Embedded systems and their applications are rapidly diversifying, as are the processors that serve them. As a result, embedded processors are becoming increasingly complex, providing engineers with more and more choices that often overlap in functionality. Although we always welcome more choices, exploring various possibilities may take a lot of time. In order to succeed in dynamic environments, developers need a method to quickly evaluate multiple chip choices from microcontroller units (MCUs) to microprocessor units (MPUs), while simplifying the prototype development process.
One way to assist designers is to adopt a modular approach to hardware processing. By combining a simplified development board with a rich library of extension modules and supporting software, designers can match them as needed.
This article reviews the changes in design requirements for embedded systems and their implications for processor selection. Then explain how NXP's platform helps designers explore multiple processor categories, ranging from low-power MCUs to highly integrated Linux grade MPUs and application processors.
The boundaries of embedded design are becoming increasingly blurred
Until recently, most embedded applications fit into well-defined categories. Simple input/output and control logic belong to the category of 8-bit MCUs; 32-bit MCUs are responsible for handling complex real-time tasks. Application software that requires a complete operating system (OS) or graphical user interface (GUI) belongs entirely to the field of MPU.
Nowadays, these boundaries have become blurred. Due to the addition of complex connectivity features in previous standalone applications, many traditional 8-bit applications have been pushed into the 32-bit domain. The complex software stack is rapidly increasing in real-time applications, integrating the requirements of MCU and MPU applications. At the same time, artificial intelligence (AI) and machine learning (ML) are being integrated into an increasingly wide range of applications.

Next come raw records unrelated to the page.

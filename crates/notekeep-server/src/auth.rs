use crate::config::AuthConfig;
use anyhow::{bail, Context, Result};
use argon2::{
    password_hash::{PasswordHasher, SaltString},
    Argon2,
};
use chrono::{DateTime, Duration, Utc};
use jsonwebtoken::errors::ErrorKind;
use jsonwebtoken::{Algorithm, DecodingKey, EncodingKey, Header, Validation};
use notekeep_common::models::{Claims, UserId};
use notekeep_db::{StoreError, UserRepo};
use sqlx::PgPool;
use thiserror::Error;

const MIN_SALT_LEN: usize = 8;
const MAX_SALT_LEN: usize = 48;
const MAX_TOKEN_TTL_SECS: u64 = 365 * 24 * 60 * 60;

#[derive(Debug, Error)]
pub enum AuthError {
    #[error("{0}")]
    InvalidInput(&'static str),

    #[error("username is already taken")]
    UsernameTaken,

    #[error("invalid username or password")]
    NotFound,

    #[error("invalid token")]
    InvalidToken,

    #[error("token expired")]
    Expired,

    #[error(transparent)]
    Internal(#[from] anyhow::Error),
}

impl From<StoreError> for AuthError {
    fn from(e: StoreError) -> Self {
        match e {
            StoreError::UsernameTaken => AuthError::UsernameTaken,
            StoreError::NotFound => AuthError::NotFound,
            other => AuthError::Internal(other.into()),
        }
    }
}

/// Password digests, credential checks and bearer tokens.
///
/// Both the signing secret and the password salt come from configuration.
/// The salt is fixed, so the same password always yields the same digest and
/// login can match on `(username, digest)` directly.
pub struct Identity {
    encoding_key: EncodingKey,
    decoding_key: DecodingKey,
    salt: SaltString,
    token_ttl: Duration,
}

impl Identity {
    pub fn new(config: &AuthConfig) -> Result<Self> {
        if config.jwt_secret.is_empty() {
            bail!("auth.jwt_secret must not be empty");
        }
        let salt_len = config.password_salt.len();
        if !(MIN_SALT_LEN..=MAX_SALT_LEN).contains(&salt_len) {
            bail!(
                "auth.password_salt must be between {} and {} bytes, got {}",
                MIN_SALT_LEN,
                MAX_SALT_LEN,
                salt_len
            );
        }
        let salt = SaltString::encode_b64(config.password_salt.as_bytes())
            .map_err(|e| anyhow::anyhow!("Invalid password salt: {}", e))?;
        if !(1..=MAX_TOKEN_TTL_SECS).contains(&config.token_ttl_secs) {
            bail!(
                "auth.token_ttl_secs must be between 1 and {}, got {}",
                MAX_TOKEN_TTL_SECS,
                config.token_ttl_secs
            );
        }
        let token_ttl = i64::try_from(config.token_ttl_secs)
            .ok()
            .and_then(Duration::try_seconds)
            .context("auth.token_ttl_secs is out of range")?;

        Ok(Self {
            encoding_key: EncodingKey::from_secret(config.jwt_secret.as_bytes()),
            decoding_key: DecodingKey::from_secret(config.jwt_secret.as_bytes()),
            salt,
            token_ttl,
        })
    }

    /// Salted one-way digest of a password (argon2id, PHC string format)
    pub fn hash_password(&self, password: &str) -> Result<String> {
        let hash = Argon2::default()
            .hash_password(password.as_bytes(), &self.salt)
            .map_err(|e| anyhow::anyhow!("Failed to hash password: {}", e))?;
        Ok(hash.to_string())
    }

    /// Create a user and return its id
    pub async fn register(
        &self,
        pool: &PgPool,
        username: &str,
        password: &str,
    ) -> Result<UserId, AuthError> {
        validate_credentials(username, password)?;
        let digest = self.hash_password(password)?;
        let id = UserRepo::create(pool, username, &digest).await?;
        Ok(UserId(id))
    }

    /// Resolve a username/password pair to its user. Unknown users and wrong
    /// passwords are both `AuthError::NotFound`.
    pub async fn authenticate(
        &self,
        pool: &PgPool,
        username: &str,
        password: &str,
    ) -> Result<UserId, AuthError> {
        let digest = self.hash_password(password)?;
        match UserRepo::get_by_credentials(pool, username, &digest).await? {
            Some(user) => Ok(UserId(user.id)),
            None => Err(AuthError::NotFound),
        }
    }

    /// Create an access token (HS256 JWT) valid for the configured TTL
    pub fn issue_token(&self, user_id: UserId) -> Result<String> {
        self.issue_token_at(user_id, Utc::now())
    }

    pub fn issue_token_at(&self, user_id: UserId, issued_at: DateTime<Utc>) -> Result<String> {
        let expires_at = issued_at
            .checked_add_signed(self.token_ttl)
            .context("Token expiry is out of range")?;
        let claims = Claims {
            user_id: user_id.get(),
            iat: issued_at.timestamp(),
            exp: expires_at.timestamp(),
        };
        jsonwebtoken::encode(&Header::new(Algorithm::HS256), &claims, &self.encoding_key)
            .context("Failed to create access token")
    }

    /// Validate an access token and return the user it was issued to
    pub fn verify_token(&self, token: &str) -> Result<UserId, AuthError> {
        let mut validation = Validation::new(Algorithm::HS256);
        validation.leeway = 0;

        match jsonwebtoken::decode::<Claims>(token, &self.decoding_key, &validation) {
            Ok(data) => Ok(UserId(data.claims.user_id)),
            Err(e) => match e.kind() {
                ErrorKind::ExpiredSignature => Err(AuthError::Expired),
                _ => Err(AuthError::InvalidToken),
            },
        }
    }
}

fn validate_credentials(username: &str, password: &str) -> Result<(), AuthError> {
    if username.is_empty() || password.is_empty() {
        return Err(AuthError::InvalidInput("invalid username or password"));
    }
    Ok(())
}
use serde::{Deserialize, Serialize};
use std::fmt;

/// Identifier of an authenticated user.
///
/// Only the authorization extractor produces one from a verified token; note
/// operations take it as their owner argument.
#[derive(Debug, Clone, Copy, PartialEq, Eq, Hash, Serialize, Deserialize)]
#[serde(transparent)]
pub struct UserId(pub i64);

impl UserId {
    pub fn get(self) -> i64 {
        self.0
    }
}

impl fmt::Display for UserId {
    fn fmt(&self, f: &mut fmt::Formatter<'_>) -> fmt::Result {
        write!(f, "{}", self.0)
    }
}

/// JWT claims
#[derive(Debug, Clone, Serialize, Deserialize)]
pub struct Claims {
    pub user_id: i64,
    pub iat: i64,
    pub exp: i64,
}

#[cfg(test)]
mod tests {
    use super::*;

    #[test]
    fn test_user_id_serializes_as_plain_integer() {
        let value = serde_json::to_value(UserId(42)).unwrap();
        assert_eq!(value, serde_json::json!(42));
    }

    #[test]
    fn test_claims_field_names() {
        let claims = Claims {
            user_id: 7,
            iat: 100,
            exp: 200,
        };
        let value = serde_json::to_value(&claims).unwrap();
        assert_eq!(value["user_id"], 7);
        assert_eq!(value["iat"], 100);
        assert_eq!(value["exp"], 200);
    }
}
use crate::auth::AuthError;
use axum::{
    extract::rejection::{JsonRejection, PathRejection, QueryRejection},
    http::StatusCode,
    response::{IntoResponse, Response},
    Json,
};
use notekeep_db::StoreError;
use serde_json::json;
use thiserror::Error;

/// Error returned by handlers; rendered as `{"status": "Error", "error": ...}`.
#[derive(Debug, Error)]
pub enum ApiError {
    #[error("{0}")]
    BadRequest(String),

    #[error("{0}")]
    Unauthorized(String),

    #[error("access denied")]
    Forbidden,

    #[error("note not found")]
    NotFound,

    #[error("internal server error")]
    Internal(anyhow::Error),
}

impl ApiError {
    pub fn status(&self) -> StatusCode {
        match self {
            ApiError::BadRequest(_) => StatusCode::BAD_REQUEST,
            ApiError::Unauthorized(_) => StatusCode::UNAUTHORIZED,
            ApiError::Forbidden => StatusCode::FORBIDDEN,
            ApiError::NotFound => StatusCode::NOT_FOUND,
            ApiError::Internal(_) => StatusCode::INTERNAL_SERVER_ERROR,
        }
    }
}

impl IntoResponse for ApiError {
    fn into_response(self) -> Response {
        if let ApiError::Internal(e) = &self {
            tracing::error!("Request failed: {:#}", e);
        }
        (
            self.status(),
            Json(json!({"status": "Error", "error": self.to_string()})),
        )
            .into_response()
    }
}

impl From<anyhow::Error> for ApiError {
    fn from(e: anyhow::Error) -> Self {
        ApiError::Internal(e)
    }
}

impl From<StoreError> for ApiError {
    fn from(e: StoreError) -> Self {
        match e {
            StoreError::NotFound => ApiError::NotFound,
            StoreError::AccessDenied => ApiError::Forbidden,
            StoreError::UsernameTaken => ApiError::BadRequest(e.to_string()),
            StoreError::Other(e) => ApiError::Internal(e),
        }
    }
}

impl From<AuthError> for ApiError {
    fn from(e: AuthError) -> Self {
        match e {
            AuthError::InvalidInput(_) | AuthError::UsernameTaken => {
                ApiError::BadRequest(e.to_string())
            }
            AuthError::NotFound | AuthError::InvalidToken | AuthError::Expired => {
                ApiError::Unauthorized(e.to_string())
            }
            AuthError::Internal(e) => ApiError::Internal(e),
        }
    }
}

impl From<JsonRejection> for ApiError {
    fn from(e: JsonRejection) -> Self {
        ApiError::BadRequest(e.body_text())
    }
}

impl From<QueryRejection> for ApiError {
    fn from(e: QueryRejection) -> Self {
        ApiError::BadRequest(e.body_text())
    }
}

impl From<PathRejection> for ApiError {
    fn from(e: PathRejection) -> Self {
        ApiError::BadRequest(e.body_text())
    }
}

#[cfg(test)]
mod tests {
    use super::*;
    use http_body_util::BodyExt;

    #[test]
    fn test_store_error_status_mapping() {
        assert_eq!(
            ApiError::from(StoreError::NotFound).status(),
            StatusCode::NOT_FOUND
        );
        assert_eq!(
            ApiError::from(StoreError::AccessDenied).status(),
            StatusCode::FORBIDDEN
        );
        assert_eq!(
            ApiError::from(StoreError::UsernameTaken).status(),
            StatusCode::BAD_REQUEST
        );
        assert_eq!(
            ApiError::from(StoreError::Other(anyhow::anyhow!("connection reset"))).status(),
            StatusCode::INTERNAL_SERVER_ERROR
        );
    }

    #[test]
    fn test_auth_error_status_mapping() {
        assert_eq!(
            ApiError::from(AuthError::InvalidInput("bad")).status(),
            StatusCode::BAD_REQUEST
        );
        assert_eq!(
            ApiError::from(AuthError::UsernameTaken).status(),
            StatusCode::BAD_REQUEST
        );
        assert_eq!(
            ApiError::from(AuthError::NotFound).status(),
            StatusCode::UNAUTHORIZED
        );
        assert_eq!(
            ApiError::from(AuthError::InvalidToken).status(),
            StatusCode::UNAUTHORIZED
        );
        assert_eq!(
            ApiError::from(AuthError::Expired).status(),
            StatusCode::UNAUTHORIZED
        );
    }

    #[tokio::test]
    async fn test_internal_error_hides_details() {
        let response =
            ApiError::Internal(anyhow::anyhow!("password=hunter2 leaked")).into_response();
        assert_eq!(response.status(), StatusCode::INTERNAL_SERVER_ERROR);

        let body = response.into_body().collect().await.unwrap().to_bytes();
        let body: serde_json::Value = serde_json::from_slice(&body).unwrap();
        assert_eq!(body["status"], "Error");
        assert_eq!(body["error"], "internal server error");
    }

    #[tokio::test]
    async fn test_query_rejection_uses_error_body() {
        #[derive(Debug, serde::Deserialize)]
        struct LimitQuery {
            #[allow(dead_code)]
            limit: Option<String>,
        }

        let uri: axum::http::Uri = "/users/notes?limit=5&limit=abc".parse().unwrap();
        let rejection = axum::extract::Query::<LimitQuery>::try_from_uri(&uri).unwrap_err();
        let response = ApiError::from(rejection).into_response();
        assert_eq!(response.status(), StatusCode::BAD_REQUEST);

        let body = response.into_body().collect().await.unwrap().to_bytes();
        let body: serde_json::Value = serde_json::from_slice(&body).unwrap();
        assert_eq!(body["status"], "Error");
        assert!(body["error"].as_str().unwrap().contains("duplicate field"));
    }

    #[tokio::test]
    async fn test_username_taken_message() {
        let response = ApiError::from(StoreError::UsernameTaken).into_response();
        let body = response.into_body().collect().await.unwrap().to_bytes();
        let body: serde_json::Value = serde_json::from_slice(&body).unwrap();
        assert_eq!(body["error"], "username is already taken");
    }
}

The distinction between processor categories has also become blurred. High performance MCUs now have graphics accelerators and AI/ML capabilities, which were once patented for high-end MPUs. MPU has added real-time functionality that was previously exclusive to MCUs. In addition, the demand for high-end graphics, AI, and other complex functions has also driven the launch of application processors, whose architecture draws on the design of mobile phones.
All of this is happening in the context of accelerating innovation. From the beginning of the design cycle to the product launch, market dynamics will significantly change project requirements. For example, designs based on headless MCUs may unexpectedly be equipped with touch screens, requiring an upgrade to MPU. On the contrary, the product marketing team may decide at the last minute that high-end products need to be equipped with entry-level versions, thus rushing to find lower cost processors.
These trends and changes have spurred the need for a processor evaluation ecosystem so that designers can easily explore various options. Traditional evaluation boards are unable to meet this demand. They are often designed to showcase all the important features of a processor family, often using complex designs optimized for narrow application ranges. Therefore, the effort invested in one evaluation board is rarely translated into another evaluation board.